When the impulse transmitter sends an impulse, the latter is applied to a request input memory ANF and, as a result, a cycle, control 5 is started. The latter triggers a program interruption in calculator 1 and gives an "increment" command to a "1" adder 6 which, in the embodiment shown, is disposed within the increment control unit. The said program interruption may be effected by a signal triggered by the "increment" command and applied by the "1" adder 6 to the program calculator. The command to increment, however, may be carried out within the calculator itself. In addition to the request impulse, the address of the impulse transmitter is applied across an input ADR to an address adder 4 in which the address of the impulse transmitter is added as a partial address to one of the base addresses, for example, address A stored in the address register AR1. The content of those memory work cells, whose address equals the sum of the base address and the address of the impulse transmitter, is applied to the "1" adder 6, where it is increased by "1" and then again stored in the same cell. A report signal memory RM announces the termination of the incrementing step upon receiving a report signal. By the content of a memory work cell there is meant the digital value which is stored in that cell. This value is zero in each cell at the beginning of a measuring process. If the address of a cell is called for the first time, then, subsequent to the incrementing step, in the cell the value "1" is stored. Upon calling the same cell for the second time, the value is increased to "2", etc.

The aforedescribed incrementing step is repeated as many times as a request signal and an address signal are applied to the incrementing unit. Consequently, in the memory work cells the impulses sent by the impulse transmitter are added. The information of interest, however, is the number of impulses transmitted within the time unit. Thus, the impulses have to be counted over a predetermined period.
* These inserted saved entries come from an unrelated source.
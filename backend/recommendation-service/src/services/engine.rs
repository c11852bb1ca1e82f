/// Recommendation Engine
///
/// Loads the requester's profile once, then runs every requested pipeline
/// concurrently. A quota of `None` omits the category from the result, a
/// quota of zero yields an empty list.
use super::community_ranking::CommunityRanker;
use super::post_ranking::PostRanker;
use super::tie_breaker::{RandomTieBreaker, TieBreaker};
use crate::config::RecommendationConfig;
use crate::db::{ContentStore, StoreError};
use crate::metrics;
use crate::models::{
    CommunityRecommendation, Pipeline, PostRecommendation, RecommendationRequest,
    RecommendationResult, UserRecommendation,
};
use crate::services::user_ranking::UserRanker;
use chrono::Utc;
use std::future::Future;
use std::sync::Arc;
use std::time::Instant;
use thiserror::Error;
use tracing::{info, warn};
use uuid::Uuid;

#[derive(Debug, Error)]
pub enum RecommendationError {
    #[error("User not found: {0}")]
    UserNotFound(Uuid),

    #[error("Invalid quota for {pipeline}: {value} (must be >= 0)")]
    InvalidQuota { pipeline: Pipeline, value: i64 },

    #[error("Data source unavailable while loading {pipeline}: {source}")]
    DataSourceUnavailable {
        pipeline: &'static str,
        #[source]
        source: StoreError,
    },
}

pub type Result<T> = std::result::Result<T, RecommendationError>;

fn validate_quota(pipeline: Pipeline, quota: Option<i64>) -> Result<Option<usize>> {
    match quota {
        None => Ok(None),
        Some(value) => usize::try_from(value)
            .map(Some)
            .map_err(|_| RecommendationError::InvalidQuota { pipeline, value }),
    }
}

/// Run `fut` only if a quota was given, recording metrics for the pipeline
async fn run_pipeline<T, F>(
    pipeline: Pipeline,
    quota: Option<usize>,
    run: impl FnOnce(usize) -> F,
) -> Result<Option<Vec<T>>>
where
    F: Future<Output = std::result::Result<Vec<T>, StoreError>>,
{
    let Some(quota) = quota else {
        return Ok(None);
    };

    let start = Instant::now();
    let outcome = run(quota).await;
    metrics::record_pipeline_duration(pipeline, start.elapsed());

    match outcome {
        Ok(items) => {
            metrics::record_pipeline_result(pipeline, "success");
            Ok(Some(items))
        }
        Err(err) => {
            metrics::record_pipeline_result(pipeline, "error");
            warn!(pipeline = %pipeline, error = %err, "Pipeline failed");
            Err(RecommendationError::DataSourceUnavailable {
                pipeline: pipeline.as_str(),
                source: err,
            })
        }
    }
}

pub struct RecommendationEngine {
    store: Arc<dyn ContentStore>,
    posts: PostRanker,
    communities: CommunityRanker,
    users: UserRanker,
}

impl RecommendationEngine {
    /// Engine with the process-wide random tie breaker
    pub fn new(store: Arc<dyn ContentStore>, config: RecommendationConfig) -> Self {
        Self::with_tie_breaker(store, config, Arc::new(RandomTieBreaker))
    }

    pub fn with_tie_breaker(
        store: Arc<dyn ContentStore>,
        config: RecommendationConfig,
        tie_breaker: Arc<dyn TieBreaker>,
    ) -> Self {
        Self {
            posts: PostRanker::new(store.clone(), config.clone(), tie_breaker.clone()),
            communities: CommunityRanker::new(store.clone(), config.clone()),
            users: UserRanker::new(store.clone(), config, tie_breaker),
            store,
        }
    }

    /// Recommend posts, communities and/or users for `user_id`
    pub async fn recommend(
        &self,
        user_id: Uuid,
        request: RecommendationRequest,
    ) -> Result<RecommendationResult> {
        let max_posts = validate_quota(Pipeline::Posts, request.max_posts)?;
        let max_communities = validate_quota(Pipeline::Communities, request.max_communities)?;
        let max_users = validate_quota(Pipeline::Users, request.max_users)?;

        let profile = self
            .store
            .get_user(user_id)
            .await
            .map_err(|source| RecommendationError::DataSourceUnavailable {
                pipeline: "profile",
                source,
            })?
            .ok_or(RecommendationError::UserNotFound(user_id))?;

        let now = Utc::now();
        let profile = &profile;

        let (recommended_posts, recommended_communities, recommended_users) = tokio::try_join!(
            run_pipeline(Pipeline::Posts, max_posts, |n| self
                .posts
                .recommend(profile, n, now)),
            run_pipeline(Pipeline::Communities, max_communities, |n| self
                .communities
                .recommend(profile, n)),
            run_pipeline(Pipeline::Users, max_users, |n| self.users.recommend(profile, n)),
        )?;

        info!(
            user_id = %user_id,
            posts = recommended_posts.as_ref().map(Vec::len),
            communities = recommended_communities.as_ref().map(Vec::len),
            users = recommended_users.as_ref().map(Vec::len),
            "Recommendations generated"
        );

        Ok(RecommendationResult {
            recommended_posts,
            recommended_communities,
            recommended_users,
        })
    }

    pub async fn recommend_posts(
        &self,
        user_id: Uuid,
        max_posts: i64,
    ) -> Result<Vec<PostRecommendation>> {
        let result = self
            .recommend(user_id, RecommendationRequest::posts(max_posts))
            .await?;
        Ok(result.recommended_posts.unwrap_or_default())
    }

    pub async fn recommend_communities(
        &self,
        user_id: Uuid,
        max_communities: i64,
    ) -> Result<Vec<CommunityRecommendation>> {
        let result = self
            .recommend(user_id, RecommendationRequest::communities(max_communities))
            .await?;
        Ok(result.recommended_communities.unwrap_or_default())
    }

    pub async fn recommend_users(
        &self,
        user_id: Uuid,
        max_users: i64,
    ) -> Result<Vec<UserRecommendation>> {
        let result = self
            .recommend(user_id, RecommendationRequest::users(max_users))
            .await?;
        Ok(result.recommended_users.unwrap_or_default())
    }
}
Such counting period, depending upon the nature of the measurement to be performed, may be as short as a few milliseconds or as long as several hours. This measuring period is determined by means of a preselector counter 3, which, prior to the counting process, is fed the content of the measuring time register MR1 and counts to zero by time impulses. As the counter reading "zero" is reached, the preselected measuring period is completed, whereupon the base address B is applied to the address adder and simultaneously a new measuring period is started. Further, a report signal is applied to the process calculator, indicating that the partial range of the work memory, with the base address A, is free for processing. Subsequent to processing, the registers AR1 and MR1 may be fed new parameters.
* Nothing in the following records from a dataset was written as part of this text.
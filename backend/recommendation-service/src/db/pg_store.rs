/// Postgres-backed content store
///
/// Reads tables owned by identity-service (users, follows), content-service
/// (posts, read history) and social-service (communities). All queries are
/// plain SELECTs.
use super::{clamp_count, normalize_terms, ContentStore, Result};
use crate::config::{DatabaseConfig, TrendingConfig};
use crate::models::{CandidateUser, Community, Post, UserProfile};
use async_trait::async_trait;
use chrono::{DateTime, Utc};
use sqlx::postgres::{PgPool, PgPoolOptions};
use std::time::Duration;
use tracing::{debug, info};
use uuid::Uuid;

/// Create and verify the connection pool
pub async fn create_pool(config: &DatabaseConfig) -> std::result::Result<PgPool, sqlx::Error> {
    debug!(
        "Creating database pool: max={}, acquire_timeout={}s",
        config.max_connections, config.acquire_timeout_secs
    );

    let pool = PgPoolOptions::new()
        .max_connections(config.max_connections)
        .acquire_timeout(Duration::from_secs(config.acquire_timeout_secs))
        .test_before_acquire(true)
        .connect(&config.url)
        .await?;

    sqlx::query("SELECT 1").execute(&pool).await?;
    info!("Database pool created and verified successfully");

    Ok(pool)
}

#[derive(Debug, sqlx::FromRow)]
struct UserProfileRow {
    id: Uuid,
    interests: Option<Vec<String>>,
    bio: Option<String>,
    following: Vec<Uuid>,
    recently_read_posts: Vec<Uuid>,
}

impl From<UserProfileRow> for UserProfile {
    fn from(row: UserProfileRow) -> Self {
        Self {
            id: row.id,
            interests: normalize_terms(row.interests.unwrap_or_default()),
            following: row.following.into_iter().collect(),
            bio: row.bio.unwrap_or_default(),
            recently_read_posts: row.recently_read_posts.into_iter().collect(),
        }
    }
}

#[derive(Debug, sqlx::FromRow)]
struct PostRow {
    id: Uuid,
    user_id: Uuid,
    heading: String,
    tldr: Option<String>,
    description: Option<String>,
    tags: Option<Vec<String>>,
    likes_count: i64,
    dislikes_count: i64,
    comments_count: i64,
    views: Option<i64>,
    created_on: DateTime<Utc>,
}

impl From<PostRow> for Post {
    fn from(row: PostRow) -> Self {
        Self {
            id: row.id,
            author_id: row.user_id,
            heading: row.heading,
            tldr: row.tldr.unwrap_or_default(),
            description: row.description,
            tags: normalize_terms(row.tags.unwrap_or_default()),
            likes_count: clamp_count(row.likes_count),
            dislikes_count: clamp_count(row.dislikes_count),
            comment_count: clamp_count(row.comments_count),
            views: clamp_count(row.views.unwrap_or(0)),
            created_on: row.created_on,
        }
    }
}

#[derive(Debug, sqlx::FromRow)]
struct CommunityRow {
    id: Uuid,
    name: String,
    tags: Option<Vec<String>>,
    member_count: i64,
    created_on: DateTime<Utc>,
}

impl From<CommunityRow> for Community {
    fn from(row: CommunityRow) -> Self {
        Self {
            id: row.id,
            name: row.name,
            tags: normalize_terms(row.tags.unwrap_or_default()),
            member_count: clamp_count(row.member_count),
            created_on: row.created_on,
        }
    }
}

#[derive(Debug, sqlx::FromRow)]
struct CandidateUserRow {
    id: Uuid,
    username: String,
    handle: String,
    profile_picture_url: Option<String>,
    interests: Option<Vec<String>>,
    bio: Option<String>,
}

impl From<CandidateUserRow> for CandidateUser {
    fn from(row: CandidateUserRow) -> Self {
        Self {
            id: row.id,
            username: row.username,
            handle: row.handle,
            avatar_url: row.profile_picture_url.filter(|url| !url.is_empty()),
            interests: normalize_terms(row.interests.unwrap_or_default()),
            bio: row.bio.unwrap_or_default(),
        }
    }
}

const POST_COLUMNS: &str = "id, user_id, heading, tldr, description, tags, \
     likes_count::bigint AS likes_count, dislikes_count::bigint AS dislikes_count, \
     comments_count::bigint AS comments_count, views::bigint AS views, created_on";

pub struct PgContentStore {
    pool: PgPool,
    trending: TrendingConfig,
}

impl PgContentStore {
    pub fn new(pool: PgPool, trending: TrendingConfig) -> Self {
        Self { pool, trending }
    }
}

#[async_trait]
impl ContentStore for PgContentStore {
    async fn get_user(&self, user_id: Uuid) -> Result<Option<UserProfile>> {
        let row = sqlx::query_as::<_, UserProfileRow>(
            r#"
            SELECT u.id, u.interests, u.bio,
                   ARRAY(SELECT f.followee_id FROM user_follows f
                         WHERE f.follower_id = u.id) AS following,
                   ARRAY(SELECT r.post_id FROM user_read_posts r
                         WHERE r.user_id = u.id) AS recently_read_posts
            FROM users u
            WHERE u.id = $1 AND u.deleted_at IS NULL
            "#,
        )
        .bind(user_id)
        .fetch_optional(&self.pool)
        .await?;

        Ok(row.map(UserProfile::from))
    }

    async fn find_posts_by_tags(&self, tags: &[String], limit: i64) -> Result<Vec<Post>> {
        if tags.is_empty() {
            return Ok(Vec::new());
        }

        let query = format!(
            "SELECT {POST_COLUMNS} FROM posts \
             WHERE tags && $1::text[] AND deleted_at IS NULL \
             ORDER BY created_on DESC, id \
             LIMIT $2"
        );

        let rows = sqlx::query_as::<_, PostRow>(&query)
            .bind(tags)
            .bind(limit)
            .fetch_all(&self.pool)
            .await?;

        Ok(rows.into_iter().map(Post::from).collect())
    }

    async fn find_posts_by_authors(&self, author_ids: &[Uuid], limit: i64) -> Result<Vec<Post>> {
        if author_ids.is_empty() {
            return Ok(Vec::new());
        }

        let query = format!(
            "SELECT {POST_COLUMNS} FROM posts \
             WHERE user_id = ANY($1::uuid[]) AND deleted_at IS NULL \
             ORDER BY created_on DESC, id \
             LIMIT $2"
        );

        let rows = sqlx::query_as::<_, PostRow>(&query)
            .bind(author_ids)
            .bind(limit)
            .fetch_all(&self.pool)
            .await?;

        Ok(rows.into_iter().map(Post::from).collect())
    }

    async fn find_trending_posts(&self, limit: i64) -> Result<Vec<Post>> {
        let query = format!(
            "SELECT {POST_COLUMNS} FROM posts \
             WHERE deleted_at IS NULL \
               AND (likes_count >= $1 OR dislikes_count <= $2 OR COALESCE(views, 0) >= $3) \
             ORDER BY likes_count DESC, id \
             LIMIT $4"
        );

        let rows = sqlx::query_as::<_, PostRow>(&query)
            .bind(i64::from(self.trending.min_likes))
            .bind(i64::from(self.trending.max_dislikes))
            .bind(i64::from(self.trending.min_views))
            .bind(limit)
            .fetch_all(&self.pool)
            .await?;

        Ok(rows.into_iter().map(Post::from).collect())
    }

    async fn find_communities_by_tags(
        &self,
        tags: &[String],
        limit: i64,
    ) -> Result<Vec<Community>> {
        if tags.is_empty() {
            return Ok(Vec::new());
        }

        let rows = sqlx::query_as::<_, CommunityRow>(
            r#"
            SELECT id, name, tags, member_count::bigint AS member_count, created_on
            FROM communities
            WHERE tags && $1::text[] AND deleted_at IS NULL
            ORDER BY member_count DESC, created_on DESC
            LIMIT $2
            "#,
        )
        .bind(tags)
        .bind(limit)
        .fetch_all(&self.pool)
        .await?;

        Ok(rows.into_iter().map(Community::from).collect())
    }

    async fn find_candidate_users(
        &self,
        requester_id: Uuid,
        interests: &[String],
        limit: i64,
    ) -> Result<Vec<CandidateUser>> {
        if interests.is_empty() {
            return Ok(Vec::new());
        }

        // strpos instead of ILIKE so interest terms never act as patterns
        let rows = sqlx::query_as::<_, CandidateUserRow>(
            r#"
            SELECT id, username, handle, profile_picture_url, interests, bio
            FROM users
            WHERE id <> $1
              AND deleted_at IS NULL
              AND (
                interests && $2::text[]
                OR EXISTS (
                    SELECT 1 FROM unnest($2::text[]) AS term
                    WHERE strpos(lower(COALESCE(bio, '')), lower(term)) > 0
                )
              )
            LIMIT $3
            "#,
        )
        .bind(requester_id)
        .bind(interests)
        .bind(limit)
        .fetch_all(&self.pool)
        .await?;

        Ok(rows.into_iter().map(CandidateUser::from).collect())
    }
}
During the measuring period of register MR2, the partial addresses are added to the base addresses. Registers AR1 and MR1 and registers AR2 and MR2 cooperate, for example, when the partial addresses are added to the base address B and the impulses sent by the impulse transmitters are summed in the other partial range of the work memory. Upon expiration of the measuring period of the register MR2, the preselector counter is charged anew, the base addresses are switched over and the partial range B of the work memory is rendered free for processing. Thus, the measuring process may progress without interruption for any length of time.

Claims

That which is claimed is:

1. A method of counting impulses emitted by impulse transmitters, comprising the following steps:

A. assigning a partial address to each impulse transmitter,

B. feeding the partial addresses into a control unit,

C. adding the partial addresses to one of two base addresses in said control unit to form a sum address,

D. feeding into a "1" adder the contents of those memory cells of a process calculator, the address of which is identical to said sum address,

E. increasing said contents by "1" in said "1" adder and

F. storing the increased contents in their respective previous same memory cell.

2. A method as defined in claim 1, including the steps of

A. applying time impulses to a counter,

B. applying a command signal to said control unit from said counter when the latter reaches a predetermined counting stage and

C. adding said partial addresses to the other of said two base addresses in said control unit upon receipt thereby of said command signal.